→ **Task details**: After finding the line with "which is how" in the data below, set down exactly each line through the one with "async fn put(&self, data: Bytes, path_hint: &str)", inclusive, and stop there.

------ Recorded information ------

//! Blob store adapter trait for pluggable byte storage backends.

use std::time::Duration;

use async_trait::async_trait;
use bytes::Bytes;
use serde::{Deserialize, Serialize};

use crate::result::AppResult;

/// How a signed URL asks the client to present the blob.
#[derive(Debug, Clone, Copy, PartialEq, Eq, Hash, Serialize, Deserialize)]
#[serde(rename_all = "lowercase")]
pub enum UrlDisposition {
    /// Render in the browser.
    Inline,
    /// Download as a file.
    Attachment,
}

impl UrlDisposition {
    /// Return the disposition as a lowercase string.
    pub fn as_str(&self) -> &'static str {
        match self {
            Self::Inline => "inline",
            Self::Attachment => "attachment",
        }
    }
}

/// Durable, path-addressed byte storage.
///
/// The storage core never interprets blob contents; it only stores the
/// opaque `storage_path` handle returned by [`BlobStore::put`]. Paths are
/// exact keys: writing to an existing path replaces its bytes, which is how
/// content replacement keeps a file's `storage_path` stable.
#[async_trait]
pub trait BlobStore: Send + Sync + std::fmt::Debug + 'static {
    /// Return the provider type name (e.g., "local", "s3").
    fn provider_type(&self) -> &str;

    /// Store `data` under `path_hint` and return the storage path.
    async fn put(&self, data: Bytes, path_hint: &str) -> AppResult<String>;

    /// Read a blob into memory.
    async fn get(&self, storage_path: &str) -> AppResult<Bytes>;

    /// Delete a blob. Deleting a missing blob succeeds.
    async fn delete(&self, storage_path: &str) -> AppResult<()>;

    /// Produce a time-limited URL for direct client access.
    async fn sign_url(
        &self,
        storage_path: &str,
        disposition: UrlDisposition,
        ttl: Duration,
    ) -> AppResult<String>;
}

------

→ **Written response**:
/// exact keys: writing to an existing path replaces its bytes, which is how
/// content replacement keeps a file's `storage_path` stable.
#[async_trait]
pub trait BlobStore: Send + Sync + std::fmt::Debug + 'static {
    /// Return the provider type name (e.g., "local", "s3").
    fn provider_type(&self) -> &str;

    /// Store `data` under `path_hint` and return the storage path.
    async fn put(&self, data: Bytes, path_hint: &str) -> AppResult<String>;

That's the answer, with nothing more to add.